-- What you will do --
Below are the records; output them exactly from the first line through the line with "tax × 1.35 |", stopping there.
Data under study Block Start
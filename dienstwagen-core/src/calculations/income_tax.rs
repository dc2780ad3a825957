//! Monthly wage tax (Lohnsteuer).
//!
//! # Procedure
//!
//! | Step | Description |
//! |------|-------------|
//! | 1    | Annual gross = monthly gross × 12, cut to whole euros |
//! | 2    | Taxable income = annual gross − 12 × monthly allowance − basic allowance, at least 0 |
//! | 3    | Tariff: four zones over taxable income (see below) |
//! | 4    | Tax class adjustment |
//! | 5    | Monthly tax = annual tax ÷ 12, cut to whole cents |
//!
//! The tariff zones follow §32a EStG. With `zvE` = taxable income plus the
//! basic allowance:
//!
//! | Zone | Range (zvE)            | Formula |
//! |------|------------------------|---------|
//! | 1    | up to 17 443           | `(932.30·y + 1 400)·y`, `y = (zvE − 12 096) / 10 000` |
//! | 2    | up to 68 480           | `(176.64·z + 2 397)·z + 1 015.13`, `z = (zvE − 17 443) / 10 000` |
//! | 3    | up to 277 825          | `0.42·zvE − 10 911.92` |
//! | 4    | above                  | `0.45·zvE − 19 246.67` |
//!
//! `y` and `z` are cut to six decimal places and every zone result to whole
//! euros.
//!
//! # Tax classes
//!
//! | Class  | Adjustment |
//! |--------|------------|
//! | I, IV  | none |
//! | II     | base tax × 0.90 |
//! | III    | splitting: taxable income with the doubled basic allowance is halved, taxed, and the tax doubled |
//! | V      | base tax × 1.35 |
//! | VI     | greater of taxable income × 0.27 and base tax × 1.15 |
//!
//! # Example
//!
//! ```
//! use rust_decimal_macros::dec;
//! use dienstwagen_core::calculations::IncomeTaxCalculator;
//! use dienstwagen_core::{TaxParameters, UserData};
//!
//! let params = TaxParameters::year_2025();
//! let calculator = IncomeTaxCalculator::new(&params);
//!
//! let tax = calculator
//!     .monthly_income_tax(dec!(5000), &UserData::default())
//!     .unwrap();
//!
//! assert_eq!(tax, dec!(1201.25));
//! ```

use rust_decimal::Decimal;
use rust_decimal_macros::dec;
use tracing::{debug, warn};

use crate::calculations::CalculationError;
use crate::calculations::common::{max, truncate_cents, truncate_dp, truncate_euros};
use crate::{TaxClass, TaxParameters, UserData};

pub(crate) const MONTHS_PER_YEAR: Decimal = dec!(12);
const TARIFF_STEP: Decimal = dec!(10000);

/// Calculator for monthly wage tax.
#[derive(Debug, Clone, Copy)]
pub struct IncomeTaxCalculator<'a> {
    params: &'a TaxParameters,
}

impl<'a> IncomeTaxCalculator<'a> {
    pub fn new(params: &'a TaxParameters) -> Self {
        Self { params }
    }

    /// Monthly wage tax on `gross_monthly` for the given profile.
    ///
    /// The profile's own gross salary is ignored; only its tax class,
    /// allowance and validity matter.
    ///
    /// # Errors
    ///
    /// Returns [`CalculationError`] if the profile fails validation or the
    /// annual gross cannot be represented.
    pub fn monthly_income_tax(
        &self,
        gross_monthly: Decimal,
        profile: &UserData,
    ) -> Result<Decimal, CalculationError> {
        profile.validate()?;

        if gross_monthly <= Decimal::ZERO {
            warn!(gross = %gross_monthly, "non-positive gross salary; no income tax due");
            return Ok(Decimal::ZERO);
        }

        let annual_tax = self.annual_income_tax(gross_monthly, profile)?;
        let monthly_tax = truncate_cents(annual_tax / MONTHS_PER_YEAR);

        debug!(
            gross = %gross_monthly,
            tax_class = %profile.tax_class,
            annual_tax = %annual_tax,
            monthly_tax = %monthly_tax,
            "computed income tax"
        );

        Ok(monthly_tax)
    }

    /// Annual tax in whole euros, after the tax class adjustment.
    fn annual_income_tax(
        &self,
        gross_monthly: Decimal,
        profile: &UserData,
    ) -> Result<Decimal, CalculationError> {
        let annual_gross = gross_monthly
            .checked_mul(MONTHS_PER_YEAR)
            .map(truncate_euros)
            .ok_or(CalculationError::AmountTooLarge {
                name: "gross monthly salary",
                value: gross_monthly,
            })?;
        let annual_allowance = profile.monthly_tax_free_allowance * MONTHS_PER_YEAR;

        if profile.tax_class == TaxClass::III {
            return Ok(self.splitting_tax(annual_gross, annual_allowance));
        }

        let taxable = self.taxable_income(annual_gross, annual_allowance, Decimal::ONE);
        let base_tax = self.tariff(taxable);

        Ok(match profile.tax_class {
            TaxClass::I | TaxClass::IV | TaxClass::III => base_tax,
            TaxClass::II => truncate_euros(base_tax * self.params.single_parent_factor),
            TaxClass::V => truncate_euros(base_tax * self.params.class_v_factor),
            TaxClass::VI => max(
                truncate_euros(taxable * self.params.class_vi_minimum_rate),
                truncate_euros(base_tax * self.params.class_vi_factor),
            ),
        })
    }

    /// Taxable income after the allowance and `basic_allowances` times the
    /// basic allowance, in whole euros and never negative.
    pub fn taxable_income(
        &self,
        annual_gross: Decimal,
        annual_allowance: Decimal,
        basic_allowances: Decimal,
    ) -> Decimal {
        let remaining =
            annual_gross - annual_allowance - self.params.basic_allowance * basic_allowances;
        max(truncate_euros(remaining), Decimal::ZERO)
    }

    /// Joint assessment: halve the income, tax it, double the tax.
    fn splitting_tax(
        &self,
        annual_gross: Decimal,
        annual_allowance: Decimal,
    ) -> Decimal {
        let taxable = self.taxable_income(annual_gross, annual_allowance, Decimal::TWO);
        let half = truncate_euros(taxable / Decimal::TWO);
        self.tariff(half) * Decimal::TWO
    }

    /// Annual tariff tax on taxable income (basic allowance already removed).
    ///
    /// Taxable income below one euro carries no tax.
    pub fn tariff(
        &self,
        taxable: Decimal,
    ) -> Decimal {
        if taxable < Decimal::ONE {
            return Decimal::ZERO;
        }

        let p = self.params;
        let zve = taxable + p.basic_allowance;

        let tax = if zve <= p.zone_1_end {
            let y = truncate_dp(taxable / TARIFF_STEP, 6);
            (p.zone_1_factor * y + p.zone_1_base_rate) * y
        } else if zve <= p.zone_2_end {
            let z = truncate_dp((zve - p.zone_1_end) / TARIFF_STEP, 6);
            (p.zone_2_factor * z + p.zone_2_base_rate) * z + p.zone_2_offset
        } else if zve <= p.zone_3_end {
            p.zone_3_rate * zve - p.zone_3_deduction
        } else {
            p.zone_4_rate * zve - p.zone_4_deduction
        };

        truncate_euros(tax)
    }
}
Data under study Block End
-- Task solution --
filename dienstwagen-core/src/calculations/income_tax.rs
repository dc2780ad3a825957
//! Monthly wage tax (Lohnsteuer).
//!
//! # Procedure
//!
//! | Step | Description |
//! |------|-------------|
//! | 1    | Annual gross = monthly gross × 12, cut to whole euros |
//! | 2    | Taxable income = annual gross − 12 × monthly allowance − basic allowance, at least 0 |
//! | 3    | Tariff: four zones over taxable income (see below) |
//! | 4    | Tax class adjustment |
//! | 5    | Monthly tax = annual tax ÷ 12, cut to whole cents |
//!
//! The tariff zones follow §32a EStG. With `zvE` = taxable income plus the
//! basic allowance:
//!
//! | Zone | Range (zvE)            | Formula |
//! |------|------------------------|---------|
//! | 1    | up to 17 443           | `(932.30·y + 1 400)·y`, `y = (zvE − 12 096) / 10 000` |
//! | 2    | up to 68 480           | `(176.64·z + 2 397)·z + 1 015.13`, `z = (zvE − 17 443) / 10 000` |
//! | 3    | up to 277 825          | `0.42·zvE − 10 911.92` |
//! | 4    | above                  | `0.45·zvE − 19 246.67` |
//!
//! `y` and `z` are cut to six decimal places and every zone result to whole
//! euros.
//!
//! # Tax classes
//!
//! | Class  | Adjustment |
//! |--------|------------|
//! | I, IV  | none |
//! | II     | base tax × 0.90 |
//! | III    | splitting: taxable income with the doubled basic allowance is halved, taxed, and the tax doubled |
//! | V      | base tax × 1.35 |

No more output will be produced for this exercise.